When the dinner concluded, Mrs. Blackstone issued them into the drawing room for some “fun and games.” Catriona seemed part of the group moving toward the parlor, but she never arrived in the room.
“She loathes games,” Mrs. Blackstone told him in passing with a knowing glance. “She’s in a nook somewhere, reading a book.”
He pretended to not know why this should be of relevance to him. Playing with him once didn’t mean she wanted an encore. He couldn’t shake the feeling, however, that he had caused her change of mood with his debate in the reception room. After two rounds of some strange posh game, he went in search of her.
Chapter 12
She drank the first glass of Scotch too fast. A lulling warmth spread through her limbs, so she poured another. First you take a drink, then the drink takes a drink, she thought darkly. Then, the drink takes you. She was nestled deep in the armchair and about to finish her not-so-wee second dram when the door to Blackstone’s library opened.
“Lady Catriona.”
A zing of excitement hit her bloodstream, more potent than the Scotch. His face was cast in shadow but she recognized the outline of his solid torso and his curls, backlit by the light in the corridor. She carefully put her tumbler down on the side table.
“Mr. Khoury. Are you lost?”
There was a brief, amused pause.
“As it is,” he then said, “I have just found what I was looking for.”
Her belly swooped as though she were descending on a swing.
The posture of his silhouette looked rather formal. “Why aren’t you joining the games?”
“What are they playing?”
“When I left, it was Squeak, Piggy, Squeak.”
“Such fun.” She would need another drink or five to enjoy that.
“Forgive my directness,” he said at last, “but I had the impression that I offended you in the reception room earlier.”
They were conversing across a large room.
“Please, do come in,” she said.
He stilled. A gentleman did not spend time alone with a lady, behind closed doors.
“The door has a lock,” she added.
He considered it. She picked up her tumbler and indulged in another hot mouthful of vintage Springbank.
He entered and closed the door. Darkness fell. The lock snicked shut, and measured footfalls approached while her eyes readjusted to the dim light of the gas lamp on the nearby drinks cabinet. The hollow feeling in her belly spread up, between her ribs, a feeling close to nausea except it was thrilling.
Elias halted behind the Chesterfield sofa opposite her armchair, effectively keeping a barrier between them. He arched his brows at the glass in her hand.
“Whisky?”
“Are you terribly shocked?”
“Do I appear shocked to you?”
She studied him. The sooty glow of the lamp threw the sculpted angles of his face into somber relief. His charming disposition, usually so close to the surface, had given way to something impenetrable. Perhaps there was a trace of gentle mockery.
“I was wondering,” she said, “when you go birding, do you snare the birds?”
He huffed, surprised. “Not usually, no. I observe.”
“That’s kind.” She nodded at the bottle on the table. “May I offer you a dram?”
He declined.
“You prefer arak,” she guessed.
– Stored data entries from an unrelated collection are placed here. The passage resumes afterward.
use std::fmt;
use std::path::PathBuf;
use std::str::FromStr;

use chrono::NaiveDate;
use serde::{Deserialize, Serialize};

use crate::error::{PipelineError, Result};

/// Normalized `YYYYMMDD` date key
#[derive(Debug, Clone, PartialEq, Eq, PartialOrd, Ord, Hash, Serialize, Deserialize)]
#[serde(try_from = "String", into = "String")]
pub struct DateKey(String);

impl DateKey {
    pub fn new(key: impl Into<String>) -> Result<Self> {
        let key = key.into();
        if key.len() == 8 && key.bytes().all(|b| b.is_ascii_digit()) {
            Ok(Self(key))
        } else {
            Err(PipelineError::InvalidDate(key))
        }
    }

    pub fn as_str(&self) -> &str {
        &self.0
    }

    /// Calendar date, if the key names a real day
    pub fn to_naive_date(&self) -> Option<NaiveDate> {
        NaiveDate::parse_from_str(&self.0, "%Y%m%d").ok()
    }
}

impl fmt::Display for DateKey {
    fn fmt(&self, f: &mut fmt::Formatter<'_>) -> fmt::Result {
        f.write_str(&self.0)
    }
}

impl TryFrom<String> for DateKey {
    type Error = PipelineError;

    fn try_from(value: String) -> Result<Self> {
        Self::new(value)
    }
}

impl From<DateKey> for String {
    fn from(key: DateKey) -> Self {
        key.0
    }
}

/// One line of a text file split into fields
#[derive(Debug, Clone, Default, PartialEq, Eq, Serialize, Deserialize)]
pub struct Row {
    /// 1-based line number in the source file
    pub line: usize,
    pub fields: Vec<String>,
}

impl Row {
    pub fn new(line: usize, fields: Vec<String>) -> Self {
        Self { line, fields }
    }

    pub fn get(&self, idx: usize) -> Option<&str> {
        self.fields.get(idx).map(String::as_str)
    }

    pub fn len(&self) -> usize {
        self.fields.len()
    }

    pub fn is_empty(&self) -> bool {
        self.fields.is_empty()
    }

    /// No fields, or only empty ones
    pub fn is_blank(&self) -> bool {
        self.fields.iter().all(String::is_empty)
    }
}

/// Parsed vendor price row
#[derive(Debug, Clone, PartialEq, Serialize, Deserialize)]
pub struct VendorRecord {
    pub date: DateKey,
    pub value: f64,
}

/// Date-keyed numeric series. `dates` and `values` always have equal length.
#[derive(Debug, Clone, Default, PartialEq, Serialize, Deserialize)]
pub struct Series {
    dates: Vec<DateKey>,
    values: Vec<f64>,
}

impl Series {
    pub fn new(dates: Vec<DateKey>, values: Vec<f64>) -> Result<Self> {
        if dates.len() != values.len() {
            return Err(PipelineError::LengthMismatch {
                context: "series dates/values".to_string(),
                expected: dates.len(),
                actual: values.len(),
            });
        }
        Ok(Self { dates, values })
    }

    pub fn from_records(records: Vec<VendorRecord>) -> Self {
        let (dates, values) = records.into_iter().map(|r| (r.date, r.value)).unzip();
        Self { dates, values }
    }

    pub fn dates(&self) -> &[DateKey] {
        &self.dates
    }

    pub fn values(&self) -> &[f64] {
        &self.values
    }

    pub fn len(&self) -> usize {
        self.dates.len()
    }

    pub fn is_empty(&self) -> bool {
        self.dates.is_empty()
    }

    pub fn reversed(mut self) -> Self {
        self.dates.reverse();
        self.values.reverse();
        self
    }

    pub fn into_parts(self) -> (Vec<DateKey>, Vec<f64>) {
        (self.dates, self.values)
    }
}

/// What gets written for an input file
#[derive(Debug, Clone, Copy, PartialEq, Eq, Hash, Serialize, Deserialize)]
#[serde(rename_all = "lowercase")]
pub enum OutputType {
    Prices,
    Returns,
    Premiums,
}

impl OutputType {
    pub fn as_str(&self) -> &'static str {
        match self {
            OutputType::Prices => "prices",
            OutputType::Returns => "returns",
            OutputType::Premiums => "premiums",
        }
    }

    /// Whether prices are converted to returns before matching
    pub fn converts_to_returns(&self) -> bool {
        matches!(self, OutputType::Returns | OutputType::Premiums)
    }
}

impl fmt::Display for OutputType {
    fn fmt(&self, f: &mut fmt::Formatter<'_>) -> fmt::Result {
        f.write_str(self.as_str())
    }
}

impl FromStr for OutputType {
    type Err = PipelineError;

    fn from_str(s: &str) -> Result<Self> {
        match s {
            "prices" => Ok(OutputType::Prices),
            "returns" => Ok(OutputType::Returns),
            "premiums" => Ok(OutputType::Premiums),
            other => Err(PipelineError::InvalidOutputType(other.to_string())),
        }
    }
}

/// Row order requested from the vendor extractor. Vendor files are newest-first.
#[derive(Debug, Clone, Copy, Default, PartialEq, Eq, Serialize, Deserialize)]
#[serde(rename_all = "lowercase")]
pub enum Order {
    #[default]
    Chronological,
    Reverse,
}

impl fmt::Display for Order {
    fn fmt(&self, f: &mut fmt::Formatter<'_>) -> fmt::Result {
        match self {
            Order::Chronological => f.write_str("chronological"),
            Order::Reverse => f.write_str("reverse"),
        }
    }
}

impl FromStr for Order {
    type Err = PipelineError;

    fn from_str(s: &str) -> Result<Self> {
        match s {
            "chronological" => Ok(Order::Chronological),
            "reverse" => Ok(Order::Reverse),
            other => Err(PipelineError::InvalidOrder(other.to_string())),
        }
    }
}

/// How a target date without an exact source match gets its value
#[derive(Debug, Clone, Copy, Default, PartialEq, Eq, Serialize, Deserialize)]
#[serde(rename_all = "kebab-case")]
pub enum FillStrategy {
    /// Reuse the next unconsumed matched source value without consuming it.
    /// This is positional, not a date-distance lookup.
    #[default]
    Sequential,
    /// Take the value at the latest source date on or before the target date
    PreviousDate,
}

impl fmt::Display for FillStrategy {
    fn fmt(&self, f: &mut fmt::Formatter<'_>) -> fmt::Result {
        match self {
            FillStrategy::Sequential => f.write_str("sequential"),
            FillStrategy::PreviousDate => f.write_str("previous-date"),
        }
    }
}

impl FromStr for FillStrategy {
    type Err = PipelineError;

    fn from_str(s: &str) -> Result<Self> {
        match s {
            "sequential" => Ok(FillStrategy::Sequential),
            "previous-date" => Ok(FillStrategy::PreviousDate),
            other => Err(PipelineError::InvalidFillStrategy(other.to_string())),
        }
    }
}

/// Per-input outcome of a pipeline run
#[derive(Debug, Clone, Serialize, Deserialize)]
pub struct InputReport {
    pub path: PathBuf,
    pub output_type: OutputType,
    pub raw_points: usize,
    pub matched_points: usize,
    pub misses: Vec<DateKey>,
    pub output_file: PathBuf,
}

/// Pipeline run result
#[derive(Debug, Clone, Serialize, Deserialize)]
pub struct RunSummary {
    pub target_path: PathBuf,
    #[serde(skip_serializing_if = "Option::is_none")]
    pub target_header: Option<Vec<String>>,
    pub target_dates: usize,
    #[serde(skip_serializing_if = "Option::is_none")]
    pub first_date: Option<DateKey>,
    #[serde(skip_serializing_if = "Option::is_none")]
    pub last_date: Option<DateKey>,
    pub inputs: Vec<InputReport>,
    #[serde(skip_serializing_if = "Option::is_none")]
    pub mat_file: Option<PathBuf>,
    pub execution_time_ms: u64,
}

#[cfg(test)]
mod tests {
    use super::*;

    #[test]
    fn test_date_key_validation() {
        assert!(DateKey::new("20200102").is_ok());
        assert!(matches!(
            DateKey::new("0200102"),
            Err(PipelineError::InvalidDate(_))
        ));
        assert!(DateKey::new("2020-1-2").is_err());
    }

    #[test]
    fn test_date_key_to_naive_date() {
        let key = DateKey::new("20240229").unwrap();
        assert_eq!(key.to_naive_date(), NaiveDate::from_ymd_opt(2024, 2, 29));

        let bogus = DateKey::new("20231340").unwrap();
        assert!(bogus.to_naive_date().is_none());
    }

    #[test]
    fn test_series_length_mismatch() {
        let dates = vec![DateKey::new("20200101").unwrap()];
        let result = Series::new(dates, vec![1.0, 2.0]);
        assert!(matches!(result, Err(PipelineError::LengthMismatch { .. })));
    }

    #[test]
    fn test_series_reversed() {
        let dates = vec![
            DateKey::new("20200102").unwrap(),
            DateKey::new("20200101").unwrap(),
        ];
        let series = Series::new(dates, vec![2.0, 1.0]).unwrap().reversed();
        assert_eq!(series.dates()[0].as_str(), "20200101");
        assert_eq!(series.values(), &[1.0, 2.0]);
    }

    #[test]
    fn test_order_parse() {
        assert_eq!("chronological".parse::<Order>().unwrap(), Order::Chronological);
        assert_eq!("reverse".parse::<Order>().unwrap(), Order::Reverse);
        assert!(matches!(
            "sideways".parse::<Order>(),
            Err(PipelineError::InvalidOrder(_))
        ));
    }

    #[test]
    fn test_output_type_conversion() {
        assert!(!OutputType::Prices.converts_to_returns());
        assert!(OutputType::Returns.converts_to_returns());
        assert!(OutputType::Premiums.converts_to_returns());
        assert!("yields".parse::<OutputType>().is_err());
    }

    #[test]
    fn test_enum_serde_names() {
        let json = serde_json::to_string(&FillStrategy::PreviousDate).unwrap();
        assert_eq!(json, "\"previous-date\"");
        let order: Order = serde_json::from_str("\"reverse\"").unwrap();
        assert_eq!(order, Order::Reverse);
        assert!(serde_json::from_str::<Order>("\"upside-down\"").is_err());
    }
}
The drink of choice in his corner of the world.
A half smile. “I do. Though I enjoy a Scotch, too, now and again.”
Just not with her, alone, in the dark. She understood. His unhurried demeanor on the brink of potential scandal made her feel as hot as the liquor; it simmered in her throat, her thighs, the tips of her toes.
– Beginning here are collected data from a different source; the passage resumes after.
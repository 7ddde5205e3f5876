//! Minimal MATLAB Level 5 MAT-file writer for real double matrices.
//!
//! Layout: a 128-byte header followed by one `miMATRIX` element per variable.
//! All data is little-endian and every data element is padded to 8 bytes.

use std::fs::{self, File};
use std::io::{BufWriter, Write};
use std::path::Path;

use chrono::Utc;
use common::{PipelineError, Result};
use ndarray::Array2;

const HEADER_TEXT_LEN: usize = 116;
const MAT_VERSION: u16 = 0x0100;

const MI_INT8: u32 = 1;
const MI_INT32: u32 = 5;
const MI_UINT32: u32 = 6;
const MI_DOUBLE: u32 = 9;
const MI_MATRIX: u32 = 14;

const MX_DOUBLE_CLASS: u32 = 6;

fn padded(len: usize) -> usize {
    len.div_ceil(8) * 8
}

/// Element lengths are stored as u32
fn len_u32(len: usize, what: &str) -> Result<u32> {
    u32::try_from(len).map_err(|_| {
        PipelineError::InvalidConfig(format!("{what} of {len} bytes exceeds the MAT element limit"))
    })
}

/// Byte length of the real part of a `rows` x `cols` double matrix
fn data_byte_len(rows: usize, cols: usize) -> Result<usize> {
    let len = rows
        .checked_mul(cols)
        .and_then(|n| n.checked_mul(8))
        .ok_or_else(|| {
            PipelineError::InvalidConfig(format!("{rows}x{cols} matrix is too large"))
        })?;
    len_u32(len, "matrix data")?;
    Ok(len)
}

fn write_tag(buf: &mut Vec<u8>, data_type: u32, len: u32) {
    buf.extend_from_slice(&data_type.to_le_bytes());
    buf.extend_from_slice(&len.to_le_bytes());
}

fn write_header(buf: &mut Vec<u8>) {
    let text = format!(
        "MATLAB 5.0 MAT-file, Platform: {}, Created on: {}",
        std::env::consts::OS,
        Utc::now().format("%a %b %e %H:%M:%S %Y")
    );
    let mut header = [b' '; HEADER_TEXT_LEN];
    let n = text.len().min(HEADER_TEXT_LEN);
    header[..n].copy_from_slice(&text.as_bytes()[..n]);

    buf.extend_from_slice(&header);
    // subsystem data offset: unused
    buf.extend_from_slice(&[0u8; 8]);
    buf.extend_from_slice(&MAT_VERSION.to_le_bytes());
    buf.extend_from_slice(b"IM");
}

/// Encode one named matrix as a `miMATRIX` element
fn encode_matrix(name: &str, matrix: &Array2<f64>) -> Result<Vec<u8>> {
    if name.is_empty() || !name.is_ascii() {
        return Err(PipelineError::InvalidConfig(format!(
            "invalid MAT variable name {name:?}"
        )));
    }

    let (rows, cols) = matrix.dim();
    let to_i32 = |n: usize| {
        i32::try_from(n).map_err(|_| {
            PipelineError::InvalidConfig(format!("matrix {name} dimension {n} too large"))
        })
    };
    let (rows_i32, cols_i32) = (to_i32(rows)?, to_i32(cols)?);

    let name_len = name.len();
    let name_len_u32 = len_u32(name_len, "variable name")?;
    let data_len = data_byte_len(rows, cols)?;
    let body_len = (16 + 16 + 8 + padded(name_len) + 8)
        .checked_add(data_len)
        .ok_or_else(|| PipelineError::InvalidConfig(format!("matrix {name} is too large")))?;
    let body_len_u32 = len_u32(body_len, "matrix element")?;

    let mut buf = Vec::with_capacity(8 + body_len);
    write_tag(&mut buf, MI_MATRIX, body_len_u32);

    // array flags
    write_tag(&mut buf, MI_UINT32, 8);
    buf.extend_from_slice(&MX_DOUBLE_CLASS.to_le_bytes());
    buf.extend_from_slice(&0u32.to_le_bytes());

    // dimensions
    write_tag(&mut buf, MI_INT32, 8);
    buf.extend_from_slice(&rows_i32.to_le_bytes());
    buf.extend_from_slice(&cols_i32.to_le_bytes());

    // array name
    write_tag(&mut buf, MI_INT8, name_len_u32);
    buf.extend_from_slice(name.as_bytes());
    buf.resize(buf.len() + padded(name_len) - name_len, 0);

    // real part, column-major
    write_tag(&mut buf, MI_DOUBLE, len_u32(data_len, "matrix data")?);
    for value in matrix.t().iter() {
        buf.extend_from_slice(&value.to_le_bytes());
    }

    Ok(buf)
}

/// Write named matrices to a MAT-file, creating the parent directory if needed
pub fn write_mat(path: &Path, variables: &[(&str, &Array2<f64>)]) -> Result<()> {
    let mut buf = Vec::new();
    write_header(&mut buf);
    for (name, matrix) in variables {
        buf.extend_from_slice(&encode_matrix(name, matrix)?);
    }

    if let Some(parent) = path.parent() {
        fs::create_dir_all(parent)?;
    }
    let mut writer = BufWriter::new(File::create(path)?);
    writer.write_all(&buf)?;
    writer.flush()?;

    Ok(())
}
“I suppose given the choice between sucking on a piece of peat or a piece of sweet anise, any right-minded person would choose the anise, and hence the arak,” she mused. She held up her empty tumbler. “Scotch, I understand, is an acquired taste.”
His voice deepened when he said: “Many of the best things are.”
“Hm. Why do you think that is?”
“It takes a certain maturity to appreciate complexity.”
The air seemed to swelter over her skin. Outside the faint circle of light around them, surroundings melted into the night.
“I wasn’t offended earlier,” she finally said, softly. “Not in the slightest.”